What to produce ▸ Take the entries below and print, exactly, the stretch from the line containing "Human-readable liveness text." through the line containing "an error description.", both included.

[Stored records]
= Beginning of Section =

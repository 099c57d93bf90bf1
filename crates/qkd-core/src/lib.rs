//! Core logic for the QKD relay.
//!
//! Pure, I/O-free building blocks shared by the server and the simulation
//! harness:
//!
//! - [`bb84`]: the BB84 engine. A pure function from parameters and a random
//!   source to a [`ProtocolRun`].
//! - [`env`]: the [`Environment`] abstraction that decouples time and
//!   randomness from the system, so runs can be replayed from a seed.
//!
//! Nothing in this crate knows about observers, sockets or storage.

#![forbid(unsafe_code)]
#![warn(missing_docs)]

pub mod bb84;
pub mod env;

pub use bb84::{Basis, Bb84Config, DEFAULT_BIT_COUNT, ProtocolRun, simulate};
pub use env::{EnvRng, Environment};
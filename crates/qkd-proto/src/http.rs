//! JSON bodies of the HTTP endpoints.

use serde::{Deserialize, Serialize};

/// One stored file, as listed by `GET /files`.
#[derive(Debug, Clone, PartialEq, Eq, Serialize, Deserialize)]
pub struct FileEntry {
    /// File name as uploaded.
    pub name: String,
    /// Size in bytes.
    pub size: u64,
}

/// Body of `GET /check`.
#[derive(Debug, Clone, PartialEq, Eq, Serialize, Deserialize)]
pub struct HealthResponse {
    /// Human-readable server status.
    pub status: String,
    /// Qubits exchanged per protocol run.
    pub qubits: usize,
}

/// Body of `GET /`.
#[derive(Debug, Clone, PartialEq, Eq, Serialize, Deserialize)]
pub struct StatusResponse {
    /// Human-readable liveness text.
    pub message: String,
}

/// Body of a successful `POST /upload`.
#[derive(Debug, Clone, PartialEq, Eq, Serialize, Deserialize)]
pub struct UploadResponse {
    /// Where the file ended up.
    pub info: String,
}

/// Body of any failed request.
#[derive(Debug, Clone, PartialEq, Eq, Serialize, Deserialize)]
pub struct ErrorResponse {
    /// What went wrong.
    pub error: String,
}

impl ErrorResponse {
    /// Wrap an error description.
    pub fn new(error: impl Into<String>) -> Self {
        Self { error: error.into() }
    }
}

= End of Section =

Expected answer ▸
    /// Human-readable liveness text.
    pub message: String,
}

/// Body of a successful `POST /upload`.
#[derive(Debug, Clone, PartialEq, Eq, Serialize, Deserialize)]
pub struct UploadResponse {
    /// Where the file ended up.
    pub info: String,
}

/// Body of any failed request.
#[derive(Debug, Clone, PartialEq, Eq, Serialize, Deserialize)]
pub struct ErrorResponse {
    /// What went wrong.
    pub error: String,
}

impl ErrorResponse {
    /// Wrap an error description.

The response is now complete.